:: EXERCISE DETAILS ::
Print every entry below again. Nothing may differ from the original.
*** Opening DATA FOR ANALYSIS ***
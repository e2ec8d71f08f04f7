//! Probe error types.
//!
//! [`ProbeError`] is the central error type for both probes. The variants
//! exist so log lines carry a useful category; neither binary changes its
//! exit behaviour based on them.

/// Errors raised by the subscriber probe and the database smoke test.
///
/// # Categories
///
/// | Variant           | Raised by            | Meaning                                  |
/// |-------------------|----------------------|------------------------------------------|
/// | `InvalidEndpoint` | subscriber wiring    | `SOCKET_URL` is not a usable server URL  |
/// | `Transport`       | subscriber           | Socket.IO client failed to connect/emit  |
/// | `Config`          | pool construction    | Unusable database URL                    |
/// | `Acquire`         | smoke test           | No connection could be acquired          |
/// | `Query`           | customer repository  | Statement failed or a column undecodable |
#[derive(Debug, thiserror::Error)]
pub enum ProbeError {
    /// The realtime server URL is unusable.
    #[error("invalid endpoint: {0}")]
    InvalidEndpoint(String),

    /// Socket.IO client failure.
    #[error("transport error: {0}")]
    Transport(#[from] rust_socketio::Error),

    /// Configuration could not be turned into a working client.
    #[error("configuration error: {0}")]
    Config(String),

    /// Acquiring a pooled database connection failed.
    #[error("could not acquire database connection: {0}")]
    Acquire(sqlx::Error),

    /// Executing the customer query failed.
    #[error("query failed: {0}")]
    Query(sqlx::Error),
}

impl ProbeError {
    /// Returns a short, stable category label for structured log fields.
    #[must_use]
    pub const fn kind(&self) -> &'static str {
        match self {
            Self::InvalidEndpoint(_) => "invalid_endpoint",
            Self::Transport(_) => "transport",
            Self::Config(_) => "config",
            Self::Acquire(_) => "acquire",
            Self::Query(_) => "query",
        }
    }
}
*** Closing DATA FOR ANALYSIS ***
:: RESPONSE BOX ::
repository e2ec8d71f08f04f7
//! Probe error types.
//!
//! [`ProbeError`] is the central error type for both probes. The variants
//! exist so log lines carry a useful category; neither binary changes its
//! exit behaviour based on them.

/// Errors raised by the subscriber probe and the database smoke test.
///
/// # Categories
///
/// | Variant           | Raised by            | Meaning                                  |
/// |-------------------|----------------------|------------------------------------------|
/// | `InvalidEndpoint` | subscriber wiring    | `SOCKET_URL` is not a usable server URL  |
/// | `Transport`       | subscriber           | Socket.IO client failed to connect/emit  |
/// | `Config`          | pool construction    | Unusable database URL                    |
/// | `Acquire`         | smoke test           | No connection could be acquired          |
/// | `Query`           | customer repository  | Statement failed or a column undecodable |
#[derive(Debug, thiserror::Error)]
pub enum ProbeError {
    /// The realtime server URL is unusable.
    #[error("invalid endpoint: {0}")]
    InvalidEndpoint(String),

    /// Socket.IO client failure.
    #[error("transport error: {0}")]
    Transport(#[from] rust_socketio::Error),

    /// Configuration could not be turned into a working client.
    #[error("configuration error: {0}")]
    Config(String),

    /// Acquiring a pooled database connection failed.
    #[error("could not acquire database connection: {0}")]
    Acquire(sqlx::Error),

    /// Executing the customer query failed.
    #[error("query failed: {0}")]
    Query(sqlx::Error),
}

impl ProbeError {
    /// Returns a short, stable category label for structured log fields.
    #[must_use]
    pub const fn kind(&self) -> &'static str {
        match self {
            Self::InvalidEndpoint(_) => "invalid_endpoint",
            Self::Transport(_) => "transport",
            Self::Config(_) => "config",
            Self::Acquire(_) => "acquire",
            Self::Query(_) => "query",
        }
    }
}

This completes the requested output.